Cationic (arene)ruthenium-based tetranuclear complexes of the general formula [Ru4(η6-pcymene) 4(μ-N∩N) 2(μ-OO∩OO)2]4+ were obtained from the dinuclear (arene)ruthenium complexes [Ru2(η6-p-cymene) 2(μ-OO∩OO)2Cl2] (p-cymene=1-methyl-4-(1- methylethyl)benzene, OO∩OO=5,8-dihydroxy-1,4-naphthoquinonato (2-), 9,10-dihydroxy-1,4-anthraquinonato(2-), or 6,11-dihydroxynaphthacene-5,12- dionato(2-)) by reaction with pyrazine or bipyridine linkers (N∩N=pyrazine, 4,4′-bipyridine, 4,4′-[(1E)-ethene-1,2-diyl]bis[pyridine]) in the presence of silver trifluoromethanesulfonate (CF3SO3Ag) (Scheme).

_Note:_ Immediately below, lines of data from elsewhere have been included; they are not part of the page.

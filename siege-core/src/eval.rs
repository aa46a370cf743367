//! Position evaluation

use crate::game::{GameState, Side};
use crate::siege::{Grid, SiegeStatus};
use serde::{Deserialize, Serialize};

/// Heuristic weights for position evaluation
#[derive(Clone, Debug, PartialEq, Serialize, Deserialize)]
#[serde(default)]
pub struct Heuristics {
    /// Each token standing on the board
    pub token_value: f32,
    /// Each token still in reserve
    pub reserve_value: f32,
    /// Each enemy token held captive
    pub captive_value: f32,
    /// Per locked token: bonus for enemy locks, penalty for our own
    pub lock_weight: f32,
    /// Per enemy neighbor pressing on an enemy token
    pub pressure_weight: f32,
    /// Weight for closeness to the center block
    pub center_weight: f32,
    /// Weight for usable (token, route) pairs
    pub mobility_weight: f32,
    /// Each route in hand
    pub hand_weight: f32,
}

impl Default for Heuristics {
    fn default() -> Self {
        Self {
            token_value: 10.0,
            reserve_value: 6.0,
            captive_value: 2.0,
            lock_weight: 3.0,
            pressure_weight: 0.5,
            center_weight: 0.4,
            mobility_weight: 0.2,
            hand_weight: 0.5,
        }
    }
}

/// Win value (effectively infinite)
pub const WIN_VALUE: f32 = 100000.0;

/// Evaluate a position from `side`'s point of view
pub fn evaluate(state: &GameState, side: Side, heuristics: &Heuristics) -> f32 {
    if let Some(winner) = state.winner() {
        return if winner == side { WIN_VALUE } else { -WIN_VALUE };
    }

    let grid = state.grid();
    let mut score = side_score(state, &grid, side, heuristics)
        - side_score(state, &grid, side.opponent(), heuristics);

    if heuristics.mobility_weight.abs() > 0.001 {
        let mine = state.mobility(side) as f32;
        let theirs = state.mobility(side.opponent()) as f32;
        score += heuristics.mobility_weight * (mine - theirs);
    }

    score
}

/// Material, position and siege pressure for one side
fn side_score(state: &GameState, grid: &Grid, side: Side, h: &Heuristics) -> f32 {
    let counters = state.side(side);
    let mut score = counters.reserve as f32 * h.reserve_value
        + counters.captive as f32 * h.captive_value
        + counters.hand.len() as f32 * h.hand_weight;

    for token in state.board_tokens(side) {
        let Some(at) = token.square() else { continue };
        score += h.token_value;
        score += h.center_weight * (2 - at.distance_to_center()) as f32;

        let pressed = grid.enemy_neighbors(at, side);
        if SiegeStatus::from_count(pressed) == SiegeStatus::Locked {
            score -= h.lock_weight;
        }
        score -= h.pressure_weight * pressed as f32;
    }

    score
}

/// Evaluate with depth bonus for preferring faster wins
pub fn evaluate_with_depth(state: &GameState, side: Side, heuristics: &Heuristics, depth: i32) -> f32 {
    match state.winner() {
        Some(winner) => {
            let base = if winner == side { WIN_VALUE } else { -WIN_VALUE };
            // Win sooner is better (higher depth = closer to current position)
            base + if base > 0.0 { depth as f32 } else { -(depth as f32) }
        }
        None => evaluate(state, side, heuristics),
    }
}
//! Match play - multiple games between two entrants
//!
//! Level 2 - Phase-level implementation

use rayon::prelude::*;
use serde::{Deserialize, Serialize};
use siege_core::{Side, WinReason};

use crate::config::{Entrant, MatchConfig};
use crate::game_runner::{GameOutcome, GameRunner};

/// Result of a match (multiple games), from the first entrant's side
#[derive(Clone, Debug, Default, PartialEq, Serialize, Deserialize)]
pub struct MatchResult {
    pub first: String,
    pub second: String,
    pub first_wins: u32,
    pub second_wins: u32,
    /// Games that hit the round limit
    pub draws: u32,
    /// Wins by whoever played white, regardless of entrant
    pub white_wins: u32,
    pub siegemates: u32,
    pub eliminations: u32,
    /// Average game length in rounds
    pub avg_rounds: f32,
    pub games_played: u32,
    /// Individual game outcomes, in game order
    pub game_outcomes: Vec<GameOutcome>,
}

impl MatchResult {
    pub fn empty(first: &str, second: &str) -> Self {
        Self {
            first: first.to_string(),
            second: second.to_string(),
            ..Default::default()
        }
    }

    /// Combine two results between the same entrants
    pub fn combine(&self, other: &MatchResult) -> MatchResult {
        let total_games = self.games_played + other.games_played;
        let avg_rounds = if total_games > 0 {
            (self.avg_rounds * self.games_played as f32
                + other.avg_rounds * other.games_played as f32)
                / total_games as f32
        } else {
            0.0
        };

        let mut game_outcomes = self.game_outcomes.clone();
        game_outcomes.extend(other.game_outcomes.iter().cloned());

        MatchResult {
            first: self.first.clone(),
            second: self.second.clone(),
            first_wins: self.first_wins + other.first_wins,
            second_wins: self.second_wins + other.second_wins,
            draws: self.draws + other.draws,
            white_wins: self.white_wins + other.white_wins,
            siegemates: self.siegemates + other.siegemates,
            eliminations: self.eliminations + other.eliminations,
            avg_rounds,
            games_played: total_games,
            game_outcomes,
        }
    }

    fn rate(&self, count: u32) -> f32 {
        if self.games_played == 0 {
            0.0
        } else {
            count as f32 / self.games_played as f32
        }
    }

    pub fn first_win_rate(&self) -> f32 {
        self.rate(self.first_wins)
    }

    pub fn second_win_rate(&self) -> f32 {
        self.rate(self.second_wins)
    }

    pub fn draw_rate(&self) -> f32 {
        self.rate(self.draws)
    }

    /// Wins = 1.0, Draws = 0.5, Losses = 0.0
    pub fn score_for_first(&self) -> f32 {
        self.first_wins as f32 + 0.5 * self.draws as f32
    }

    pub fn score_for_second(&self) -> f32 {
        self.second_wins as f32 + 0.5 * self.draws as f32
    }
}

/// Play a match between two entrants (Level 2 phase)
///
/// Colors alternate: the first entrant plays white in even-numbered games.
/// Game `i` is seeded with `config.seed + i`, so a match replays exactly
/// whether or not it runs in parallel.
pub fn play_match(first: &Entrant, second: &Entrant, config: &MatchConfig) -> MatchResult {
    if config.games == 0 {
        return MatchResult::empty(&first.name, &second.name);
    }

    let game_configs = prepare_game_configs(config.games);
    let results: Vec<GameOutcomeWithContext> = if config.parallel {
        game_configs
            .par_iter()
            .map(|gc| play_single_game(first, second, config, gc))
            .collect()
    } else {
        game_configs
            .iter()
            .map(|gc| play_single_game(first, second, config, gc))
            .collect()
    };

    let result = aggregate_results(&first.name, &second.name, results);
    tracing::info!(
        first = %first.name,
        second = %second.name,
        first_wins = result.first_wins,
        second_wins = result.second_wins,
        draws = result.draws,
        "match finished"
    );
    result
}

// ============================================================================
// Level 3 - Steps
// ============================================================================

/// Configuration for a single game in a match
#[derive(Clone, Copy)]
struct GameConfig {
    first_is_white: bool,
    /// Game index (for seeding)
    game_index: usize,
}

fn prepare_game_configs(games: usize) -> Vec<GameConfig> {
    (0..games)
        .map(|i| GameConfig {
            first_is_white: i % 2 == 0,
            game_index: i,
        })
        .collect()
}

/// Outcome with context about which entrant played which color
struct GameOutcomeWithContext {
    outcome: GameOutcome,
    first_is_white: bool,
}

fn play_single_game(
    first: &Entrant,
    second: &Entrant,
    config: &MatchConfig,
    gc: &GameConfig,
) -> GameOutcomeWithContext {
    let (white, black) = if gc.first_is_white {
        (first, second)
    } else {
        (second, first)
    };

    let mut runner = GameRunner::new(white.ai.clone(), black.ai.clone(), config.rules.clone());
    runner.reset_seed(config.seed.wrapping_add(gc.game_index as u64));

    GameOutcomeWithContext {
        outcome: runner.play_game(config.max_rounds),
        first_is_white: gc.first_is_white,
    }
}

fn aggregate_results(first: &str, second: &str, outcomes: Vec<GameOutcomeWithContext>) -> MatchResult {
    let mut result = MatchResult::empty(first, second);
    let mut total_rounds = 0u32;

    for owc in outcomes {
        total_rounds += owc.outcome.rounds;
        match owc.outcome.reason {
            Some(WinReason::Siegemate) => result.siegemates += 1,
            Some(WinReason::Elimination) => result.eliminations += 1,
            None => {}
        }

        // Attribute wins by entrant, not by color
        match owc.outcome.winner {
            Some(winner) => {
                if winner == Side::White {
                    result.white_wins += 1;
                }
                if (winner == Side::White) == owc.first_is_white {
                    result.first_wins += 1;
                } else {
                    result.second_wins += 1;
                }
            }
            None => result.draws += 1,
        }
        result.game_outcomes.push(owc.outcome);
    }

    result.games_played = result.game_outcomes.len() as u32;
    result.avg_rounds = if result.games_played > 0 {
        total_rounds as f32 / result.games_played as f32
    } else {
        0.0
    };
    result
}

#[cfg(test)]
mod tests {
    use super::*;
    use siege_core::AiTier;

    fn quick(games: usize) -> MatchConfig {
        MatchConfig {
            games,
            max_rounds: 6,
            ..MatchConfig::default()
        }
    }

    fn outcome(winner: Option<Side>, rounds: u32) -> GameOutcome {
        GameOutcome {
            winner,
            reason: winner.map(|_| WinReason::Elimination),
            rounds,
            turns: rounds * 2,
            actions: vec![],
            stats: Default::default(),
        }
    }

    #[test]
    fn test_match_result_empty() {
        let result = play_match(
            &Entrant::tier(AiTier::Random),
            &Entrant::tier(AiTier::Greedy),
            &quick(0),
        );
        assert_eq!(result.games_played, 0);
        assert_eq!(result.first_win_rate(), 0.0);
        assert_eq!(result.first, "random");
    }

    #[test]
    fn test_aggregate_attributes_by_entrant() {
        let outcomes = vec![
            // first is white and white wins
            GameOutcomeWithContext {
                outcome: outcome(Some(Side::White), 10),
                first_is_white: true,
            },
            // first is black and white wins: second entrant's win
            GameOutcomeWithContext {
                outcome: outcome(Some(Side::White), 20),
                first_is_white: false,
            },
            GameOutcomeWithContext {
                outcome: outcome(None, 30),
                first_is_white: true,
            },
        ];
        let result = aggregate_results("a", "b", outcomes);
        assert_eq!(result.first_wins, 1);
        assert_eq!(result.second_wins, 1);
        assert_eq!(result.draws, 1);
        assert_eq!(result.white_wins, 2);
        assert_eq!(result.eliminations, 2);
        assert_eq!(result.avg_rounds, 20.0);
        assert_eq!(result.score_for_first(), 1.5);
    }

    #[test]
    fn test_combine() {
        let a = aggregate_results(
            "a",
            "b",
            vec![GameOutcomeWithContext {
                outcome: outcome(Some(Side::Black), 10),
                first_is_white: false,
            }],
        );
        let b = aggregate_results(
            "a",
            "b",
            vec![GameOutcomeWithContext {
                outcome: outcome(None, 30),
                first_is_white: true,
            }],
        );
        let both = a.combine(&b);
        assert_eq!(both.games_played, 2);
        assert_eq!(both.first_wins, 1);
        assert_eq!(both.draws, 1);
        assert_eq!(both.avg_rounds, 20.0);
        assert_eq!(both.game_outcomes.len(), 2);
    }

    #[test]
    fn test_colors_alternate() {
        let configs = prepare_game_configs(4);
        let whites: Vec<bool> = configs.iter().map(|gc| gc.first_is_white).collect();
        assert_eq!(whites, vec![true, false, true, false]);
    }

    #[test]
    fn test_parallel_matches_sequential() {
        let first = Entrant::tier(AiTier::Greedy);
        let second = Entrant::tier(AiTier::Random);
        let parallel = play_match(&first, &second, &quick(4));
        let sequential = play_match(&first, &second, &quick(4).sequential());
        assert_eq!(parallel, sequential);
        assert_eq!(
            parallel.first_wins + parallel.second_wins + parallel.draws,
            parallel.games_played
        );
    }
}
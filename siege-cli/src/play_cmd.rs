//! Play command - one AI-vs-AI game, shown in full
//!
//! ## Architecture (4-layer granularity)
//!
//! - Level 1: run() - orchestration
//! - Level 2: play_game(), report_game()
//! - Level 3: print_text_report(), print_json_report()
//! - Level 4: render_board()

use anyhow::Result;
use clap::Args;
use rand::SeedableRng;
use rand_chacha::ChaCha8Rng;

use siege_core::{AiTier, Coord, GameState, Side, BOARD_SIZE};
use siege_tournament::{GameOutcome, GameRunner};

use crate::common::{ai_config, resolve_seed, RulesArgs};

// ============================================================================
// COMMAND ARGUMENTS (Level 4 - Configuration)
// ============================================================================

#[derive(Args)]
pub struct PlayArgs {
    /// AI tier for white: random, greedy or minimax
    #[arg(long, default_value = "greedy")]
    pub white: AiTier,

    /// AI tier for black
    #[arg(long, default_value = "greedy")]
    pub black: AiTier,

    /// Minimax search depth in actions
    #[arg(long, default_value = "2")]
    pub depth: u32,

    /// Stop after this round; an unfinished game is a draw
    #[arg(long, default_value = "40")]
    pub max_rounds: u32,

    #[command(flatten)]
    pub rules: RulesArgs,

    /// Print the outcome and final snapshot as JSON
    #[arg(long)]
    pub json: bool,

    /// Print the in-game log
    #[arg(long)]
    pub show_log: bool,
}

// ============================================================================
// LEVEL 1 - ORCHESTRATION
// ============================================================================

pub fn run(args: PlayArgs, seed: Option<u64>) -> Result<()> {
    let rules = args.rules.load()?;
    let seed = resolve_seed(seed);

    tracing::info!(
        white = %args.white,
        black = %args.black,
        depth = args.depth,
        rules = %rules.name,
        "starting game"
    );

    let mut rng = ChaCha8Rng::seed_from_u64(seed);
    let initial = GameState::new(rules.clone(), &mut rng);
    let (state, outcome) = play_game(&args, initial, seed);

    report_game(&args, seed, &state, &outcome)
}

// ============================================================================
// LEVEL 2 - PHASES
// ============================================================================

fn play_game(args: &PlayArgs, initial: GameState, seed: u64) -> (GameState, GameOutcome) {
    let runner = GameRunner::new(
        ai_config(args.white, args.depth),
        ai_config(args.black, args.depth),
        initial.rules().clone(),
    );
    runner.play_to_end(initial, args.max_rounds, seed)
}

fn report_game(args: &PlayArgs, seed: u64, state: &GameState, outcome: &GameOutcome) -> Result<()> {
    if args.json {
        print_json_report(seed, state, outcome)
    } else {
        print_text_report(args, seed, state, outcome);
        Ok(())
    }
}

// ============================================================================
// LEVEL 3 - STEPS
// ============================================================================

fn print_json_report(seed: u64, state: &GameState, outcome: &GameOutcome) -> Result<()> {
    #[derive(serde::Serialize)]
    struct JsonOutput<'a> {
        seed: u64,
        outcome: &'a GameOutcome,
        final_state: &'a GameState,
    }

    let output = JsonOutput {
        seed,
        outcome,
        final_state: state,
    };
    println!("{}", serde_json::to_string_pretty(&output)?);
    Ok(())
}

fn print_text_report(args: &PlayArgs, seed: u64, state: &GameState, outcome: &GameOutcome) {
    if args.show_log {
        println!("=== Game Log ===");
        for line in state.log() {
            println!("  {}", line);
        }
        println!();
    }

    println!("=== Final Position ===");
    print!("{}", render_board(state));
    println!();

    println!("White ({}) vs Black ({}), seed {}", args.white, args.black, seed);
    match (outcome.winner, outcome.reason) {
        (Some(winner), Some(reason)) => {
            println!("Result:  {} wins by {} in round {}", winner, reason, outcome.rounds)
        }
        _ => println!("Result:  no winner after {} rounds", args.max_rounds),
    }
    println!("Actions: {}", outcome.actions.len());
    for side in [Side::White, Side::Black] {
        let counters = state.side(side);
        let stats = counters.stats;
        println!(
            "{:<6} board {:>2}  reserve {:>2}  captive {:>2}  void {:>2}  | captures {} sieges {} drafts {} evasions {}",
            side.to_string(),
            state.on_board_count(side),
            counters.reserve,
            counters.captive,
            counters.void,
            stats.captures,
            stats.sieges,
            stats.drafts,
            stats.evasions,
        );
    }
}

// ============================================================================
// LEVEL 4 - UTILITIES
// ============================================================================

/// Text diagram, rank 6 at the top. Locked tokens carry a `*`.
fn render_board(state: &GameState) -> String {
    let mut out = String::new();
    for y in (0..BOARD_SIZE).rev() {
        out.push_str(&format!("{} ", y + 1));
        for x in 0..BOARD_SIZE {
            let cell = match state.occupant(Coord::new(x, y)) {
                Some(token) => {
                    let lock = if state.is_locked(token.id) { "*" } else { "" };
                    format!("{}{}", token.id, lock)
                }
                None => ".".to_string(),
            };
            out.push_str(&format!("{:>5}", cell));
        }
        out.push('\n');
    }
    out.push_str("  ");
    for file in siege_core::board::FILES.chars() {
        out.push_str(&format!("{:>5}", file));
    }
    out.push('\n');
    out
}
//! Cycling route deck

use crate::routes::{route_catalog, Route};
use rand::seq::SliceRandom;
use rand::Rng;
use serde::{Deserialize, Serialize};
use std::collections::VecDeque;

/// Ring buffer of routes: draw from the front, discard to the back.
///
/// Cards are never created or destroyed after `shuffled`; as long as every
/// draw is matched by a discard the deck cycles forever.
#[derive(Clone, Debug, Default, PartialEq, Eq, Serialize, Deserialize)]
pub struct Deck {
    cards: VecDeque<Route>,
}

impl Deck {
    /// Build `copies` of every catalog route and shuffle them
    pub fn shuffled<R: Rng>(copies: usize, rng: &mut R) -> Self {
        let mut cards: Vec<Route> = route_catalog()
            .into_iter()
            .flat_map(|route| std::iter::repeat(route).take(copies))
            .collect();
        cards.shuffle(rng);
        Self { cards: cards.into() }
    }

    /// Deck with a fixed order, front first
    pub fn from_cards(cards: Vec<Route>) -> Self {
        Self { cards: cards.into() }
    }

    /// Take the front card.
    ///
    /// # Panics
    /// An empty deck means routes leaked somewhere in the engine.
    pub fn draw(&mut self) -> Route {
        self.cards
            .pop_front()
            .expect("route deck exhausted: route conservation broken")
    }

    /// Return a card to the back
    pub fn discard(&mut self, route: Route) {
        self.cards.push_back(route);
    }

    pub fn len(&self) -> usize {
        self.cards.len()
    }

    pub fn is_empty(&self) -> bool {
        self.cards.is_empty()
    }

    /// Cards front to back
    pub fn iter(&self) -> impl Iterator<Item = &Route> {
        self.cards.iter()
    }
}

All complexes 4-12 were isolated in good yield as CF 3SO3- salts, and characterized by NMR and IR spectroscopy. The host-guest properties of the metallarectangles incorporating 4,4′-bipyridine and (4,4′-[(1E)-ethene-1,2-diyl]bis[pyridine] linkers were studied in solution by means of multiple NMR experiments (1D, ROESY, and DOSY). The largest metallarectangles 10-12 incorporating (4,4′-[(1E)-ethene-1,2-diyl]bis[pyridine] linkers are able to host an anthracene, pyrene, perylene, or coronene molecule in their cavity, while the medium-size metallarectangles 7-9 incorporating 4,4′-bipyridine linkers are only able to encapsulate anthracene. However, out-of-cavity interactions are observed between these 4,4′-bipyridine-containing rectangles and pyrene, perylene, or coronene. In contrast, the small pyrazine-containing metallarectangles 4-6 show no interaction in solution with this series of planar aromatic molecules. © 2010 Verlag Helvetica Chimica Acta AG.